**Task requirements**:
Each line of the data below either holds "struct" or does not. Report how many do, and only that.

--- Given data ---

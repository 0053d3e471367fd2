//! Named exclusive locks with hard expiry
//!
//! Skip transitions hold `skip_<guild>` across several await points; the
//! expiry guarantees a crashed holder cannot wedge the session. A lock whose
//! expiry has passed counts as free and may be taken over.

use std::collections::HashMap;
use std::sync::atomic::{AtomicU64, Ordering};
use std::sync::{Arc, Mutex};
use std::time::{Duration, Instant};
use tracing::warn;

struct LockEntry {
    holder: u64,
    acquired_at: Instant,
    expires_at: Instant,
}

#[derive(Default)]
struct LockTable {
    entries: Mutex<HashMap<String, LockEntry>>,
    next_holder: AtomicU64,
}

/// Per-session named lock registry
#[derive(Clone, Default)]
pub struct NamedLocks {
    table: Arc<LockTable>,
}

/// Handle to a held lock; released on drop
pub struct LockGuard {
    table: Arc<LockTable>,
    name: String,
    holder: u64,
}

impl NamedLocks {
    pub fn new() -> Self {
        Self::default()
    }

    /// Take `name` if it is free or its previous holder expired; otherwise
    /// returns `None` immediately.
    pub fn try_acquire(&self, name: &str, expiry: Duration) -> Option<LockGuard> {
        let now = Instant::now();
        let mut entries = self.table.entries.lock().ok()?;

        if let Some(existing) = entries.get(name) {
            if existing.expires_at > now {
                return None;
            }
            warn!(
                lock = name,
                held_for_ms = now.duration_since(existing.acquired_at).as_millis() as u64,
                "taking over expired lock"
            );
        }

        let holder = self.table.next_holder.fetch_add(1, Ordering::Relaxed) + 1;
        entries.insert(
            name.to_string(),
            LockEntry {
                holder,
                acquired_at: now,
                expires_at: now + expiry,
            },
        );
        Some(LockGuard {
            table: self.table.clone(),
            name: name.to_string(),
            holder,
        })
    }

    /// Whether `name` is currently held (and not expired)
    pub fn has_active_lock(&self, name: &str) -> bool {
        let now = Instant::now();
        self.table
            .entries
            .lock()
            .map(|entries| {
                entries
                    .get(name)
                    .map(|e| e.expires_at > now)
                    .unwrap_or(false)
            })
            .unwrap_or(false)
    }
}

impl Drop for LockGuard {
    fn drop(&mut self) {
        if let Ok(mut entries) = self.table.entries.lock() {
            // Only remove the entry if we still own it; an expired lock may
            // have been taken over by a newer holder.
            if entries.get(&self.name).map(|e| e.holder) == Some(self.holder) {
                entries.remove(&self.name);
            }
        }
    }
}

#[cfg(test)]
mod tests {
    use super::*;

    #[test]
    fn test_exclusive_while_held() {
        let locks = NamedLocks::new();
        let guard = locks.try_acquire("skip_1", Duration::from_secs(30));
        assert!(guard.is_some());
        assert!(locks.has_active_lock("skip_1"));

        // A second acquisition fails while the first is held
        assert!(locks.try_acquire("skip_1", Duration::from_secs(30)).is_none());

        // Unrelated names are independent
        assert!(locks.try_acquire("skip_2", Duration::from_secs(30)).is_some());
    }

    #[test]
    fn test_released_on_drop() {
        let locks = NamedLocks::new();
        {
            let _guard = locks.try_acquire("skip_1", Duration::from_secs(30)).unwrap();
            assert!(locks.has_active_lock("skip_1"));
        }
        assert!(!locks.has_active_lock("skip_1"));
        assert!(locks.try_acquire("skip_1", Duration::from_secs(30)).is_some());
    }

    #[test]
    fn test_expired_lock_can_be_taken_over() {
        let locks = NamedLocks::new();
        let stale = locks
            .try_acquire("skip_1", Duration::from_millis(0))
            .unwrap();

        // Expiry already passed: not active, and a new holder may take it.
        assert!(!locks.has_active_lock("skip_1"));
        let fresh = locks.try_acquire("skip_1", Duration::from_secs(30));
        assert!(fresh.is_some());

        // The stale guard's drop must not release the new holder's lock.
        drop(stale);
        assert!(locks.has_active_lock("skip_1"));
        drop(fresh);
        assert!(!locks.has_active_lock("skip_1"));
    }
}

---

**Solution for this task**:
4